» **Supplied material**:

::::::

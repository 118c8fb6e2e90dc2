//! Input Manager (C7). Owns the webhook bus, the ESMTP interceptor, and the
//! processor registry's lifecycle; wires the single shared AI community
//! client into every processor at construction time so the dependency only
//! ever flows handler → client, never the reverse (design note).

use std::sync::Arc;

use tracing::info;

use crate::ai::CommunityClient;
use crate::config::Config;
use crate::esmtp::Server as EsmtpServer;
use crate::processor::discord::DiscordProcessor;
use crate::processor::esmtp::EsmtpProcessor;
use crate::processor::io_bus::IoBusProcessor;
use crate::processor::irc::IrcProcessor;
use crate::processor::sdcard::SdCardProcessor;
use crate::processor::sms::SmsProcessor;
use crate::processor::voice::VoiceProcessor;
use crate::webhook::Bus;
use crate::SentinelError;

pub struct Manager {
    bus: Arc<Bus>,
    esmtp: EsmtpServer,
}

impl Manager {
    pub fn new(config: Config, ai_client: Arc<dyn CommunityClient>) -> Self {
        let bus = Arc::new(Bus::new(config.bus));

        bus.register_processor(Arc::new(DiscordProcessor::new(config.processors.discord, ai_client.clone())))
            .expect("discord processor registers exactly once at startup");
        bus.register_processor(Arc::new(SmsProcessor::new(config.processors.sms, ai_client.clone())))
            .expect("sms processor registers exactly once at startup");
        bus.register_processor(Arc::new(VoiceProcessor::new(config.processors.voice, ai_client.clone())))
            .expect("voice processor registers exactly once at startup");
        bus.register_processor(Arc::new(IrcProcessor::new(config.processors.irc, ai_client.clone())))
            .expect("irc processor registers exactly once at startup");
        bus.register_processor(Arc::new(SdCardProcessor::new(config.processors.sdcard, ai_client.clone())))
            .expect("sdcard processor registers exactly once at startup");
        bus.register_processor(Arc::new(IoBusProcessor::new(config.processors.io_bus, ai_client.clone())))
            .expect("io_bus processor registers exactly once at startup");

        let esmtp_processor = Arc::new(EsmtpProcessor::new(config.esmtp.clone(), ai_client.clone()));
        bus.register_processor(Arc::new(EsmtpProcessor::new(config.esmtp.clone(), ai_client)))
            .expect("esmtp webhook-variant processor registers exactly once at startup");

        let esmtp = EsmtpServer::new(config.esmtp, esmtp_processor);

        Self { bus, esmtp }
    }

    pub async fn start(&self) -> Result<(), SentinelError> {
        self.bus.start().await?;
        self.esmtp.start().await?;
        info!("input manager started");
        Ok(())
    }

    pub fn shutdown(&self) -> Result<(), SentinelError> {
        self.esmtp.stop()?;
        self.bus.stop()?;
        info!("input manager shut down");
        Ok(())
    }

    pub fn registered_processors(&self) -> Vec<String> {
        self.bus.registered_processors()
    }
}
pub mod typescript;

use crate::types::{Type, TypeDefinition};

/// Plugin trait for rendering inferred definitions as source text
pub trait CodeGenerator {
    /// Generate code for a single type reference
    fn generate_type(&self, type_: &Type) -> String;

    /// Generate code for a single property (name + type)
    fn generate_property(&self, name: &str, type_: &Type) -> String;

    /// Generate a complete interface definition
    fn generate_interface(&self, definition: &TypeDefinition) -> String;
}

::::::

» **Work request**: The answer must be every line from the records above that contains the word "CommunityClient", copied in full.

» **Result of the task**:
use crate::ai::CommunityClient;
    pub fn new(config: Config, ai_client: Arc<dyn CommunityClient>) -> Self {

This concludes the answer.